The Beer Garden is where different kinds of people go to sit outside in the summer, eat with small kids, (because nobody minds if they run around), and relax. Jeff keeps many items on his menu at very affordable prices. I keep his rent affordable. Our deal is predicated on being a beating heart at the core of the town, a place where anyone can afford to eat and drink and be with their friends.

And everyone does. For instance, a man I had to evict a few years ago after 10 months of not paying rent. I lost $5,000 on him not including a lawyer’s fee. His drug addiction got the better of him. One night, when we had a good band playing at the Garden, I found myself dancing next to him, and have had that experience a few times since. He’s doing better now, it seems.

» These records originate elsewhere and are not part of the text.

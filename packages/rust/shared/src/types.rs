//! Core domain types shared by the decode pipeline.

use std::collections::BTreeMap;

use serde::{Deserialize, Serialize};

use crate::error::{ChannelKeysError, Result};

// ---------------------------------------------------------------------------
// Identifier
// ---------------------------------------------------------------------------

/// Opaque content identifier harvested from the listing page (hex-looking).
#[derive(Debug, Clone, PartialEq, Eq, PartialOrd, Ord, Hash, Serialize, Deserialize)]
#[serde(transparent)]
pub struct Identifier(String);

impl Identifier {
    /// Wrap a raw token. Empty or whitespace-only tokens are rejected.
    pub fn new(raw: impl Into<String>) -> Result<Self> {
        let raw = raw.into();
        if raw.trim().is_empty() {
            return Err(ChannelKeysError::validation("identifier must not be empty"));
        }
        Ok(Self(raw))
    }

    pub fn as_str(&self) -> &str {
        &self.0
    }
}

impl std::fmt::Display for Identifier {
    fn fmt(&self, f: &mut std::fmt::Formatter<'_>) -> std::fmt::Result {
        f.write_str(&self.0)
    }
}

impl std::str::FromStr for Identifier {
    type Err = ChannelKeysError;

    fn from_str(s: &str) -> std::result::Result<Self, Self::Err> {
        Self::new(s)
    }
}

// ---------------------------------------------------------------------------
// CipherPayload
// ---------------------------------------------------------------------------

/// The key + ciphertext literal pair pulled out of a detail page.
///
/// Only ever constructed with both halves present.
#[derive(Debug, Clone, PartialEq, Eq)]
pub struct CipherPayload {
    /// Repeating XOR key, as text.
    pub key: String,
    /// Base64-encoded ciphertext.
    pub ciphertext: String,
}

// ---------------------------------------------------------------------------
// StreamDescriptor
// ---------------------------------------------------------------------------

/// Manifest URL plus key material for one identifier: the unit persisted
/// in the result store.
///
/// Serialized with the field names of the on-disk format
/// (`mpdUrl`, `kid`, `key`).
#[derive(Debug, Clone, PartialEq, Eq, Serialize, Deserialize)]
pub struct StreamDescriptor {
    /// DASH manifest URL.
    #[serde(rename = "mpdUrl")]
    pub manifest_url: String,
    /// Key identifier.
    #[serde(rename = "kid")]
    pub key_id: String,
    /// Key value.
    #[serde(rename = "key")]
    pub key_value: String,
}

impl StreamDescriptor {
    /// Leading slice of the manifest URL, for log lines.
    pub fn manifest_preview(&self, max_chars: usize) -> &str {
        match self.manifest_url.char_indices().nth(max_chars) {
            Some((idx, _)) => &self.manifest_url[..idx],
            None => &self.manifest_url,
        }
    }
}

/// Identifier → descriptor mapping. Ordered so the saved file diffs cleanly.
pub type DescriptorMap = BTreeMap<Identifier, StreamDescriptor>;

#[cfg(test)]
mod tests {
    use super::*;

    fn descriptor() -> StreamDescriptor {
        StreamDescriptor {
            manifest_url: "https://cdn.example.com/live/ch1/manifest.mpd".into(),
            key_id: "00112233".into(),
            key_value: "aabbccdd".into(),
        }
    }

    #[test]
    fn descriptor_uses_store_field_names() {
        let json = serde_json::to_value(descriptor()).unwrap();
        assert_eq!(json["mpdUrl"], "https://cdn.example.com/live/ch1/manifest.mpd");
        assert_eq!(json["kid"], "00112233");
        assert_eq!(json["key"], "aabbccdd");
        assert_eq!(json.as_object().unwrap().len(), 3);
    }

    #[test]
    fn descriptor_rejects_missing_field() {
        let partial = r#"{"mpdUrl": "https://x/y.mpd", "kid": "00"}"#;
        assert!(serde_json::from_str::<StreamDescriptor>(partial).is_err());
    }

    #[test]
    fn manifest_preview_truncates_on_char_boundary() {
        let d = descriptor();
        assert_eq!(d.manifest_preview(25), "https://cdn.example.com/l");
        assert_eq!(d.manifest_preview(500), d.manifest_url);

        let wide = StreamDescriptor {
            manifest_url: "ééé".into(),
            ..descriptor()
        };
        assert_eq!(wide.manifest_preview(2), "éé");
    }

    #[test]
    fn identifier_rejects_empty() {
        assert!(Identifier::new("").is_err());
        assert!(Identifier::new("   ").is_err());
        assert_eq!(Identifier::new("AB12").unwrap().as_str(), "AB12");
    }

    #[test]
    fn identifier_serializes_as_plain_string() {
        let id: Identifier = "ab12".parse().unwrap();
        assert_eq!(serde_json::to_string(&id).unwrap(), "\"ab12\"");
    }
}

One of our frequent customers loves to get on social media and criticize me in thoughtless ways. Another is a man whose dog we took in after his divorce. A third once dated my daughter; I loaned him the money to buy a pickup truck. He never paid me back. Two couples who frequent the place are the ones who made and put up the signs that say Anyone But Cloud. There we all are in the Garden, together. Our lives entwined.

I know that many business owners in small towns experience similar things. They are people who work hard to pay their bills and contribute to the causes others ask them to help fund. The secondary work of a business in a small town is support of all the wonderful things people are trying to do for their children and the needy. I know that Jeff gives away a lot of food, as do the other restaurants and farm businesses here.

The irony of all this is that it illuminates the way we live in a small, tight-knit community. Civility is the only glue that truly holds us all together. Once we lose that, we will be lost.

If, after the absentee ballot count there is new leadership, may they go forward intent on supporting our small businesses, our library and recreation department, and on kindness and respect for others, no matter what our differences.